*** Input records ***
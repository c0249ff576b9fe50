//! Schema sources, models and the repository that builds them.
//!
//! Source text is opaque here: a model is the ordered set of sources it was
//! assembled from. A repository knows some sources locally and can be told
//! where to fetch others; on a slave, the master is registered as that remote
//! provider for every source the device uses.

use crate::error::{MountError, MountResult};
use crate::services::Registration;
use async_trait::async_trait;
use netmount_types::SourceId;
use serde::{Deserialize, Serialize};
use std::collections::HashMap;
use std::sync::atomic::{AtomicU64, Ordering};
use std::sync::{Arc, RwLock};
use tracing::debug;

/// Text of one schema source.
#[derive(Debug, Clone, PartialEq, Eq, Serialize, Deserialize)]
pub struct SchemaSource {
    pub id: SourceId,
    pub text: String,
}

impl SchemaSource {
    pub fn new(id: SourceId, text: impl Into<String>) -> Self {
        Self {
            id,
            text: text.into(),
        }
    }
}

/// A schema model assembled from an ordered list of sources.
#[derive(Debug, Clone, PartialEq, Eq)]
pub struct SchemaModel {
    sources: Vec<SchemaSource>,
}

impl SchemaModel {
    pub fn new(sources: Vec<SchemaSource>) -> Self {
        Self { sources }
    }

    pub fn sources(&self) -> &[SchemaSource] {
        &self.sources
    }

    /// Identifiers of the sources, in model order.
    pub fn source_ids(&self) -> Vec<SourceId> {
        self.sources.iter().map(|s| s.id.clone()).collect()
    }

    /// Module names, in model order.
    pub fn modules(&self) -> Vec<&str> {
        self.sources.iter().map(|s| s.id.name()).collect()
    }
}

/// Something that can hand out schema source text by identifier.
#[async_trait]
pub trait SchemaSourceProvider: Send + Sync {
    async fn get_source(&self, id: &SourceId) -> MountResult<SchemaSource>;
}

/// A node-local schema repository.
#[async_trait]
pub trait SchemaRepository: SchemaSourceProvider {
    /// Registers `provider` as a remote origin of `id`. The source stays
    /// available until the returned registration is closed.
    fn register_source(
        &self,
        id: SourceId,
        provider: Arc<dyn SchemaSourceProvider>,
    ) -> Box<dyn Registration>;

    /// Fetches every listed source and assembles a model from them.
    async fn build_model(&self, sources: &[SourceId]) -> MountResult<SchemaModel>;
}

type ProviderList = Vec<(u64, Arc<dyn SchemaSourceProvider>)>;

#[derive(Default)]
struct RepositoryInner {
    local: RwLock<HashMap<SourceId, String>>,
    remote: RwLock<HashMap<SourceId, ProviderList>>,
    next_token: AtomicU64,
}

/// In-memory repository: local texts plus registered remote providers.
#[derive(Clone, Default)]
pub struct InMemorySchemaRepository {
    inner: Arc<RepositoryInner>,
}

impl InMemorySchemaRepository {
    pub fn new() -> Self {
        Self::default()
    }

    /// Adds a locally known source.
    pub fn add_source(&self, id: SourceId, text: impl Into<String>) {
        if let Ok(mut local) = self.inner.local.write() {
            local.insert(id, text.into());
        }
    }

    /// Number of live remote-provider registrations.
    pub fn remote_registration_count(&self) -> usize {
        self.inner
            .remote
            .read()
            .map(|remote| remote.values().map(Vec::len).sum())
            .unwrap_or(0)
    }

    fn remote_provider(&self, id: &SourceId) -> Option<Arc<dyn SchemaSourceProvider>> {
        let remote = self.inner.remote.read().ok()?;
        remote
            .get(id)
            .and_then(|providers| providers.first())
            .map(|(_, provider)| Arc::clone(provider))
    }
}

#[async_trait]
impl SchemaSourceProvider for InMemorySchemaRepository {
    async fn get_source(&self, id: &SourceId) -> MountResult<SchemaSource> {
        let local = self
            .inner
            .local
            .read()
            .ok()
            .and_then(|local| local.get(id).cloned());
        if let Some(text) = local {
            return Ok(SchemaSource::new(id.clone(), text));
        }

        let provider = self
            .remote_provider(id)
            .ok_or_else(|| MountError::SourceNotFound(id.clone()))?;
        debug!("Fetching schema source {id} from remote provider");
        provider.get_source(id).await
    }
}

#[async_trait]
impl SchemaRepository for InMemorySchemaRepository {
    fn register_source(
        &self,
        id: SourceId,
        provider: Arc<dyn SchemaSourceProvider>,
    ) -> Box<dyn Registration> {
        let token = self.inner.next_token.fetch_add(1, Ordering::SeqCst);
        if let Ok(mut remote) = self.inner.remote.write() {
            remote.entry(id.clone()).or_default().push((token, provider));
        }
        Box::new(SourceRegistration {
            inner: Arc::clone(&self.inner),
            id,
            token,
        })
    }

    async fn build_model(&self, sources: &[SourceId]) -> MountResult<SchemaModel> {
        let fetched = futures::future::try_join_all(sources.iter().map(|id| self.get_source(id)))
            .await
            .map_err(|e| MountError::SchemaResolution {
                source: Box::new(e),
            })?;
        Ok(SchemaModel::new(fetched))
    }
}

struct SourceRegistration {
    inner: Arc<RepositoryInner>,
    id: SourceId,
    token: u64,
}

impl Registration for SourceRegistration {
    fn close(self: Box<Self>) {
        if let Ok(mut remote) = self.inner.remote.write() {
            if let Some(providers) = remote.get_mut(&self.id) {
                providers.retain(|(token, _)| *token != self.token);
                if providers.is_empty() {
                    remote.remove(&self.id);
                }
            }
        }
    }
}
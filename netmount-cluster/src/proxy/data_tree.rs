//! Data-tree edit sessions held open on the master.

use super::{Stop, drain, next_request, read_failed};
use crate::config::MountConfig;
use crate::error::{MountError, MountResult};
use crate::protocol::{DataTreeRequest, Reply, RpcOutput, await_reply};
use crate::services::DataTreeService;
use async_trait::async_trait;
use netmount_types::{DataNode, DeviceId, EditOperation, NodePath, Store, TransactionId};
use std::ops::ControlFlow;
use std::sync::Arc;
use std::sync::atomic::{AtomicBool, Ordering};
use std::time::Duration;
use tokio::sync::{mpsc, oneshot, watch};
use tracing::{debug, warn};

struct DataTreeProxy {
    id: TransactionId,
    device: DeviceId,
    service: Arc<dyn DataTreeService>,
    idle_timeout: Duration,
    requests: mpsc::Receiver<DataTreeRequest>,
    shutdown: watch::Receiver<bool>,
}

pub(crate) fn spawn_data_tree_proxy(
    device: DeviceId,
    service: Arc<dyn DataTreeService>,
    config: &MountConfig,
    shutdown: watch::Receiver<bool>,
) -> DataTreeRef {
    let (tx, rx) = mpsc::channel(config.mailbox_capacity);
    let id = TransactionId::new();
    debug!("{device}: opened data-tree session {id}");

    let proxy = DataTreeProxy {
        id,
        device: device.clone(),
        service,
        idle_timeout: config.idle_timeout(),
        requests: rx,
        shutdown,
    };
    tokio::spawn(proxy.run());

    DataTreeRef {
        id,
        device,
        ask_timeout: config.ask_timeout(),
        requests: tx,
        finished: Arc::new(AtomicBool::new(false)),
    }
}

impl DataTreeProxy {
    async fn run(mut self) {
        loop {
            match next_request(&mut self.requests, &mut self.shutdown, self.idle_timeout).await {
                ControlFlow::Continue(request) => {
                    if self.handle_request(request).await.is_break() {
                        break;
                    }
                }
                ControlFlow::Break(stop) => {
                    if let Stop::Idle = stop {
                        warn!(
                            "{}: data-tree session {} received no message for {:?}, cancelling",
                            self.device, self.id, self.idle_timeout
                        );
                    }
                    if let Err(e) = self.service.cancel().await {
                        warn!("{}: cancel of data-tree session {} failed: {e}", self.device, self.id);
                    }
                    break;
                }
            }
        }
        for request in drain(&mut self.requests) {
            self.discard(request);
        }
        debug!("{}: data-tree session {} stopped", self.device, self.id);
    }

    /// Answers a request that arrived after the session ended.
    fn discard(&self, request: DataTreeRequest) {
        let closed = || MountError::TransactionClosed(self.id.to_string());
        match request {
            DataTreeRequest::Lock { reply }
            | DataTreeRequest::Unlock { reply }
            | DataTreeRequest::DiscardChanges { reply }
            | DataTreeRequest::Commit { reply }
            | DataTreeRequest::Cancel { reply } => {
                let _ = reply.send(Err(closed()));
            }
            DataTreeRequest::Get { reply, .. } | DataTreeRequest::GetConfig { reply, .. } => {
                let _ = reply.send(Err(closed()));
            }
            DataTreeRequest::Merge { store, path, .. }
            | DataTreeRequest::Replace { store, path, .. }
            | DataTreeRequest::Create { store, path, .. }
            | DataTreeRequest::Delete { store, path }
            | DataTreeRequest::Remove { store, path } => warn!(
                "{}: edit of {store} {path} arrived after session {} ended, dropped",
                self.device, self.id
            ),
        }
    }

    fn log_edit(&self, operation: &str, store: Store, path: &NodePath, result: MountResult<()>) {
        if let Err(e) = result {
            warn!("{}: {operation} {store} {path} in session {} failed: {e}", self.device, self.id);
        }
    }

    async fn handle_request(&mut self, request: DataTreeRequest) -> ControlFlow<()> {
        match request {
            DataTreeRequest::Lock { reply } => {
                let _ = reply.send(self.service.lock().await.map(Reply::from));
            }
            DataTreeRequest::Unlock { reply } => {
                let _ = reply.send(self.service.unlock().await.map(Reply::from));
            }
            DataTreeRequest::DiscardChanges { reply } => {
                let _ = reply.send(self.service.discard_changes().await.map(Reply::from));
            }
            DataTreeRequest::Get {
                path,
                fields,
                reply,
            } => {
                let _ = reply.send(self.service.get(&path, &fields).await.map(Reply::from));
                return ControlFlow::Break(());
            }
            DataTreeRequest::GetConfig {
                path,
                fields,
                reply,
            } => {
                let _ = reply.send(self.service.get_config(&path, &fields).await.map(Reply::from));
                return ControlFlow::Break(());
            }
            DataTreeRequest::Merge {
                store,
                path,
                node,
                default_operation,
            } => {
                let result = self
                    .service
                    .merge(store, path.clone(), node, default_operation)
                    .await;
                self.log_edit("merge", store, &path, result);
            }
            DataTreeRequest::Replace {
                store,
                path,
                node,
                default_operation,
            } => {
                let result = self
                    .service
                    .replace(store, path.clone(), node, default_operation)
                    .await;
                self.log_edit("replace", store, &path, result);
            }
            DataTreeRequest::Create {
                store,
                path,
                node,
                default_operation,
            } => {
                let result = self
                    .service
                    .create(store, path.clone(), node, default_operation)
                    .await;
                self.log_edit("create", store, &path, result);
            }
            DataTreeRequest::Delete { store, path } => {
                let result = self.service.delete(store, path.clone()).await;
                self.log_edit("delete", store, &path, result);
            }
            DataTreeRequest::Remove { store, path } => {
                let result = self.service.remove(store, path.clone()).await;
                self.log_edit("remove", store, &path, result);
            }
            DataTreeRequest::Commit { reply } => {
                let _ = reply.send(self.service.commit().await.map(Reply::from));
                return ControlFlow::Break(());
            }
            DataTreeRequest::Cancel { reply } => {
                let _ = reply.send(self.service.cancel().await.map(Reply::from));
                return ControlFlow::Break(());
            }
        }
        ControlFlow::Continue(())
    }
}

/// Client reference to one data-tree session on the master.
///
/// A session ends after `get`, `get_config`, `commit` or `cancel`; later
/// calls fail with [`MountError::TransactionClosed`].
#[derive(Clone)]
pub struct DataTreeRef {
    id: TransactionId,
    device: DeviceId,
    ask_timeout: Duration,
    requests: mpsc::Sender<DataTreeRequest>,
    finished: Arc<AtomicBool>,
}

impl DataTreeRef {
    pub fn id(&self) -> TransactionId {
        self.id
    }

    pub fn is_closed(&self) -> bool {
        self.finished.load(Ordering::SeqCst) || self.requests.is_closed()
    }

    fn closed(&self) -> MountError {
        MountError::TransactionClosed(self.id.to_string())
    }

    async fn tell(&self, request: DataTreeRequest) -> MountResult<()> {
        if self.finished.load(Ordering::SeqCst) {
            return Err(self.closed());
        }
        self.requests.send(request).await.map_err(|_| self.closed())
    }

    async fn ask<T>(
        &self,
        operation: &'static str,
        request: DataTreeRequest,
        rx: oneshot::Receiver<MountResult<Reply<T>>>,
    ) -> MountResult<Option<T>> {
        self.tell(request).await?;
        self.wait(operation, rx).await
    }

    /// Like `ask`, for the requests after which the session ends. The
    /// reference is closed as soon as the request is queued, so no edit
    /// can slip in behind it.
    async fn ask_last<T>(
        &self,
        operation: &'static str,
        request: DataTreeRequest,
        rx: oneshot::Receiver<MountResult<Reply<T>>>,
    ) -> MountResult<Option<T>> {
        self.tell(request).await?;
        self.finished.store(true, Ordering::SeqCst);
        self.wait(operation, rx).await
    }

    async fn wait<T>(
        &self,
        operation: &'static str,
        rx: oneshot::Receiver<MountResult<Reply<T>>>,
    ) -> MountResult<Option<T>> {
        match await_reply(&self.device, operation, self.ask_timeout, rx).await {
            Ok(reply) => Ok(reply.into_option()),
            Err(MountError::ChannelClosed) => Err(self.closed()),
            Err(e) => Err(e),
        }
    }
}

#[async_trait]
impl DataTreeService for DataTreeRef {
    async fn lock(&self) -> MountResult<Option<RpcOutput>> {
        let (reply, rx) = oneshot::channel();
        self.ask("lock", DataTreeRequest::Lock { reply }, rx).await
    }

    async fn unlock(&self) -> MountResult<Option<RpcOutput>> {
        let (reply, rx) = oneshot::channel();
        self.ask("unlock", DataTreeRequest::Unlock { reply }, rx).await
    }

    async fn discard_changes(&self) -> MountResult<Option<RpcOutput>> {
        let (reply, rx) = oneshot::channel();
        self.ask("discard-changes", DataTreeRequest::DiscardChanges { reply }, rx)
            .await
    }

    async fn get(&self, path: &NodePath, fields: &[NodePath]) -> MountResult<Option<DataNode>> {
        let (reply, rx) = oneshot::channel();
        let request = DataTreeRequest::Get {
            path: path.clone(),
            fields: fields.to_vec(),
            reply,
        };
        self.ask_last("get", request, rx)
            .await
            .map_err(|e| read_failed(Store::Operational, path, e))
    }

    async fn get_config(
        &self,
        path: &NodePath,
        fields: &[NodePath],
    ) -> MountResult<Option<DataNode>> {
        let (reply, rx) = oneshot::channel();
        let request = DataTreeRequest::GetConfig {
            path: path.clone(),
            fields: fields.to_vec(),
            reply,
        };
        self.ask_last("get-config", request, rx)
            .await
            .map_err(|e| read_failed(Store::Configuration, path, e))
    }

    async fn merge(
        &self,
        store: Store,
        path: NodePath,
        node: DataNode,
        default_operation: Option<EditOperation>,
    ) -> MountResult<()> {
        self.tell(DataTreeRequest::Merge {
            store,
            path,
            node,
            default_operation,
        })
        .await
    }

    async fn replace(
        &self,
        store: Store,
        path: NodePath,
        node: DataNode,
        default_operation: Option<EditOperation>,
    ) -> MountResult<()> {
        self.tell(DataTreeRequest::Replace {
            store,
            path,
            node,
            default_operation,
        })
        .await
    }

    async fn create(
        &self,
        store: Store,
        path: NodePath,
        node: DataNode,
        default_operation: Option<EditOperation>,
    ) -> MountResult<()> {
        self.tell(DataTreeRequest::Create {
            store,
            path,
            node,
            default_operation,
        })
        .await
    }

    async fn delete(&self, store: Store, path: NodePath) -> MountResult<()> {
        self.tell(DataTreeRequest::Delete { store, path }).await
    }

    async fn remove(&self, store: Store, path: NodePath) -> MountResult<()> {
        self.tell(DataTreeRequest::Remove { store, path }).await
    }

    async fn commit(&self) -> MountResult<Option<RpcOutput>> {
        let (reply, rx) = oneshot::channel();
        self.ask_last("commit", DataTreeRequest::Commit { reply }, rx)
            .await
            .map_err(|e| match e {
                MountError::CommitFailed { .. } => e,
                other => MountError::CommitFailed {
                    device: self.device.to_string(),
                    source: Box::new(other),
                },
            })
    }

    async fn cancel(&self) -> MountResult<Option<RpcOutput>> {
        let (reply, rx) = oneshot::channel();
        self.ask_last("cancel", DataTreeRequest::Cancel { reply }, rx).await
    }
}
*** End of Input records ***
What to work on >> Output the records above exactly, from their first line through the line that contains "The source stays", and add nothing.

Written response >>
repository c0249ff576b9fe50
//! Schema sources, models and the repository that builds them.
//!
//! Source text is opaque here: a model is the ordered set of sources it was
//! assembled from. A repository knows some sources locally and can be told
//! where to fetch others; on a slave, the master is registered as that remote
//! provider for every source the device uses.

use crate::error::{MountError, MountResult};
use crate::services::Registration;
use async_trait::async_trait;
use netmount_types::SourceId;
use serde::{Deserialize, Serialize};
use std::collections::HashMap;
use std::sync::atomic::{AtomicU64, Ordering};
use std::sync::{Arc, RwLock};
use tracing::debug;

/// Text of one schema source.
#[derive(Debug, Clone, PartialEq, Eq, Serialize, Deserialize)]
pub struct SchemaSource {
    pub id: SourceId,
    pub text: String,
}

impl SchemaSource {
    pub fn new(id: SourceId, text: impl Into<String>) -> Self {
        Self {
            id,
            text: text.into(),
        }
    }
}

/// A schema model assembled from an ordered list of sources.
#[derive(Debug, Clone, PartialEq, Eq)]
pub struct SchemaModel {
    sources: Vec<SchemaSource>,
}

impl SchemaModel {
    pub fn new(sources: Vec<SchemaSource>) -> Self {
        Self { sources }
    }

    pub fn sources(&self) -> &[SchemaSource] {
        &self.sources
    }

    /// Identifiers of the sources, in model order.
    pub fn source_ids(&self) -> Vec<SourceId> {
        self.sources.iter().map(|s| s.id.clone()).collect()
    }

    /// Module names, in model order.
    pub fn modules(&self) -> Vec<&str> {
        self.sources.iter().map(|s| s.id.name()).collect()
    }
}

/// Something that can hand out schema source text by identifier.
#[async_trait]
pub trait SchemaSourceProvider: Send + Sync {
    async fn get_source(&self, id: &SourceId) -> MountResult<SchemaSource>;
}

/// A node-local schema repository.
#[async_trait]
pub trait SchemaRepository: SchemaSourceProvider {
    /// Registers `provider` as a remote origin of `id`. The source stays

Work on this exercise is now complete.